*What is being asked*
Within the records below, reproduce without change the lines from the line that has "let mut dirs = BTreeMap::new();" through the line that has "if let Some(blocked)", and only those.

☆ ☆ ☆

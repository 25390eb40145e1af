//! Strata Storage - Storage Traits, Reference Backend and Cache Layer
//!
//! Defines the hierarchical storage interface in both calling conventions
//! ([`StorageTrait`] blocking, [`AsyncStorageTrait`] suspending), an
//! in-memory backend implementing both, and the caching decorators in
//! [`cache`].

pub mod async_trait;
pub mod cache;

pub use async_trait::AsyncStorageTrait;
pub use cache::{
    AsyncCachedStorage, CacheLayer, CacheLayerStats, CachedStorage, MutationGuard, MutationScope,
    TtlCache, TtlCacheStats,
};

use std::collections::BTreeMap;
use std::sync::{Arc, RwLock, RwLockReadGuard, RwLockWriteGuard};

use strata_core::path::{self, ROOT};
use strata_core::{
    FileStat, StorageError, StrataError, StrataResult, DEFAULT_DIR_MODE, DEFAULT_FILE_MODE,
};

// ============================================================================
// STORAGE TRAIT
// ============================================================================

/// Blocking storage interface over a `/`-separated hierarchical namespace.
///
/// Implementations include concrete backends and decorators that wrap
/// another `StorageTrait`.
pub trait StorageTrait: Send + Sync {
    /// Check whether `path` names a file or directory.
    fn exists(&self, path: &str) -> StrataResult<bool>;

    /// Read the content of file `path`.
    fn read(&self, path: &str) -> StrataResult<String>;

    /// Create or replace file `path` with `data`.
    fn write(&self, path: &str, data: &str) -> StrataResult<()>;

    /// Delete file `path`.
    fn delete(&self, path: &str) -> StrataResult<()>;

    /// List the immediate children of directory `path`.
    ///
    /// Subdirectory names carry a trailing `/`.
    fn list_directory(&self, path: &str) -> StrataResult<Vec<String>>;

    /// Create directory `path` and any missing ancestors.
    fn ensure_directory(&self, path: &str) -> StrataResult<()>;

    /// Delete directory `path` and everything beneath it.
    fn delete_directory(&self, path: &str) -> StrataResult<()>;

    /// Set permission bits on `path`.
    fn set_permissions(&self, path: &str, mode: u32) -> StrataResult<()>;

    /// Metadata for `path`.
    fn stat(&self, path: &str) -> StrataResult<FileStat>;

    /// Remove everything beneath directory `path`, keeping `path` itself.
    ///
    /// Optional; backends without it report [`StorageError::Unsupported`].
    fn clear_subtree(&self, _path: &str) -> StrataResult<()> {
        Err(StrataError::Storage(StorageError::Unsupported {
            operation: "clear_subtree".to_string(),
        }))
    }
}

// ============================================================================
// IN-MEMORY STORAGE
// ============================================================================

#[derive(Debug, Clone)]
struct FileNode {
    content: String,
    mode: u32,
}

/// Files and directories keyed by normalized path.
#[derive(Debug)]
struct Tree {
    files: BTreeMap<String, FileNode>,
    dirs: BTreeMap<String, u32>,
}

impl Default for Tree {
    fn default() -> Self {
        let mut dirs = BTreeMap::new();
        dirs.insert(ROOT.to_string(), DEFAULT_DIR_MODE);
        Self {
            files: BTreeMap::new(),
            dirs,
        }
    }
}

impl Tree {
    /// Create every missing ancestor of `key`, failing if one is a file.
    fn create_ancestors(&mut self, key: &str) -> StrataResult<()> {
        let ancestors = path::ancestors(key);
        if let Some(blocked) = ancestors.iter().find(|a| self.files.contains_key(**a)) {
            return Err(StrataError::Storage(StorageError::NotADirectory {
                path: blocked.to_string(),
            }));
        }
        for ancestor in ancestors {
            self.dirs
                .entry(ancestor.to_string())
                .or_insert(DEFAULT_DIR_MODE);
        }
        Ok(())
    }

    /// Fail unless `key` is an existing directory.
    fn require_dir(&self, key: &str) -> StrataResult<()> {
        if self.dirs.contains_key(key) {
            Ok(())
        } else if self.files.contains_key(key) {
            Err(StrataError::Storage(StorageError::NotADirectory {
                path: key.to_string(),
            }))
        } else {
            Err(StrataError::Storage(StorageError::not_found(key)))
        }
    }

    /// Remove everything strictly beneath `dir`.
    fn remove_under(&mut self, dir: &str) {
        let prefix = path::dir_prefix(dir);
        self.files.retain(|k, _| !k.starts_with(&prefix));
        self.dirs.retain(|k, _| k == ROOT || !k.starts_with(&prefix));
    }
}

/// In-memory storage backend.
///
/// The root `/` always exists; writes create missing parent directories.
/// Clones share the same tree.
#[derive(Debug, Clone, Default)]
pub struct InMemoryStorage {
    tree: Arc<RwLock<Tree>>,
}

impl InMemoryStorage {
    /// Create an empty storage holding only the root directory.
    pub fn new() -> Self {
        Self::default()
    }

    fn read_tree(&self) -> StrataResult<RwLockReadGuard<'_, Tree>> {
        self.tree
            .read()
            .map_err(|_| StrataError::Storage(StorageError::LockPoisoned))
    }

    fn write_tree(&self) -> StrataResult<RwLockWriteGuard<'_, Tree>> {
        self.tree
            .write()
            .map_err(|_| StrataError::Storage(StorageError::LockPoisoned))
    }

    /// Remove all files and directories except the root.
    pub fn clear(&self) -> StrataResult<()> {
        *self.write_tree()? = Tree::default();
        Ok(())
    }

    /// Number of stored files.
    pub fn file_count(&self) -> StrataResult<usize> {
        Ok(self.read_tree()?.files.len())
    }
}

impl StorageTrait for InMemoryStorage {
    fn exists(&self, path: &str) -> StrataResult<bool> {
        let key = path::normalize_dir(path);
        let tree = self.read_tree()?;
        Ok(tree.files.contains_key(key) || tree.dirs.contains_key(key))
    }

    fn read(&self, path: &str) -> StrataResult<String> {
        let key = path::normalize_dir(path);
        let tree = self.read_tree()?;
        match tree.files.get(key) {
            Some(node) => Ok(node.content.clone()),
            None if tree.dirs.contains_key(key) => {
                Err(StrataError::Storage(StorageError::IsADirectory {
                    path: key.to_string(),
                }))
            }
            None => Err(StrataError::Storage(StorageError::not_found(key))),
        }
    }

    fn write(&self, path: &str, data: &str) -> StrataResult<()> {
        let key = path::normalize_dir(path);
        let mut tree = self.write_tree()?;
        if tree.dirs.contains_key(key) {
            return Err(StrataError::Storage(StorageError::IsADirectory {
                path: key.to_string(),
            }));
        }
        tree.create_ancestors(key)?;

        let mode = tree
            .files
            .get(key)
            .map(|node| node.mode)
            .unwrap_or(DEFAULT_FILE_MODE);
        tree.files.insert(
            key.to_string(),
            FileNode {
                content: data.to_string(),
                mode,
            },
        );
        Ok(())
    }

    fn delete(&self, path: &str) -> StrataResult<()> {
        let key = path::normalize_dir(path);
        let mut tree = self.write_tree()?;
        if tree.files.remove(key).is_some() {
            Ok(())
        } else if tree.dirs.contains_key(key) {
            Err(StrataError::Storage(StorageError::IsADirectory {
                path: key.to_string(),
            }))
        } else {
            Err(StrataError::Storage(StorageError::not_found(key)))
        }
    }

    fn list_directory(&self, path: &str) -> StrataResult<Vec<String>> {
        let dir = path::normalize_dir(path);
        let tree = self.read_tree()?;
        tree.require_dir(dir)?;

        let files = tree
            .files
            .keys()
            .filter(|k| path::parent_dir(k) == dir)
            .map(|k| path::file_name(k).to_string());
        let dirs = tree
            .dirs
            .keys()
            .filter(|k| k.as_str() != ROOT && path::parent_dir(k) == dir)
            .map(|k| format!("{}{}", path::file_name(k), path::SEPARATOR));

        let mut children: Vec<String> = files.chain(dirs).collect();
        children.sort();
        Ok(children)
    }

    fn ensure_directory(&self, path: &str) -> StrataResult<()> {
        let key = path::normalize_dir(path);
        let mut tree = self.write_tree()?;
        if tree.files.contains_key(key) {
            return Err(StrataError::Storage(StorageError::AlreadyExists {
                path: key.to_string(),
            }));
        }
        tree.create_ancestors(key)?;
        tree.dirs.entry(key.to_string()).or_insert(DEFAULT_DIR_MODE);
        Ok(())
    }

    fn delete_directory(&self, path: &str) -> StrataResult<()> {
        let key = path::normalize_dir(path);
        if key == ROOT {
            return Err(StrataError::Storage(StorageError::PermissionDenied {
                path: key.to_string(),
            }));
        }
        let mut tree = self.write_tree()?;
        tree.require_dir(key)?;
        tree.remove_under(key);
        tree.dirs.remove(key);
        Ok(())
    }

    fn set_permissions(&self, path: &str, mode: u32) -> StrataResult<()> {
        let key = path::normalize_dir(path);
        let mut tree = self.write_tree()?;
        if let Some(node) = tree.files.get_mut(key) {
            node.mode = mode;
            return Ok(());
        }
        match tree.dirs.get_mut(key) {
            Some(dir_mode) => {
                *dir_mode = mode;
                Ok(())
            }
            None => Err(StrataError::Storage(StorageError::not_found(key))),
        }
    }

    fn stat(&self, path: &str) -> StrataResult<FileStat> {
        let key = path::normalize_dir(path);
        let tree = self.read_tree()?;
        if let Some(node) = tree.files.get(key) {
            return Ok(FileStat::file(node.content.len() as u64, node.mode));
        }
        tree.dirs
            .get(key)
            .map(|mode| FileStat::dir(*mode))
            .ok_or_else(|| StrataError::Storage(StorageError::not_found(key)))
    }

    fn clear_subtree(&self, path: &str) -> StrataResult<()> {
        let key = path::normalize_dir(path);
        let mut tree = self.write_tree()?;
        tree.require_dir(key)?;
        tree.remove_under(key);
        Ok(())
    }
}

// ============================================================================
// TESTS
// ============================================================================


// ============================================================================
// PROPERTY-BASED TESTS
// ============================================================================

☆ ☆ ☆

*Answer*
        let mut dirs = BTreeMap::new();
        dirs.insert(ROOT.to_string(), DEFAULT_DIR_MODE);
        Self {
            files: BTreeMap::new(),
            dirs,
        }
    }
}

impl Tree {
    /// Create every missing ancestor of `key`, failing if one is a file.
    fn create_ancestors(&mut self, key: &str) -> StrataResult<()> {
        let ancestors = path::ancestors(key);
        if let Some(blocked) = ancestors.iter().find(|a| self.files.contains_key(**a)) {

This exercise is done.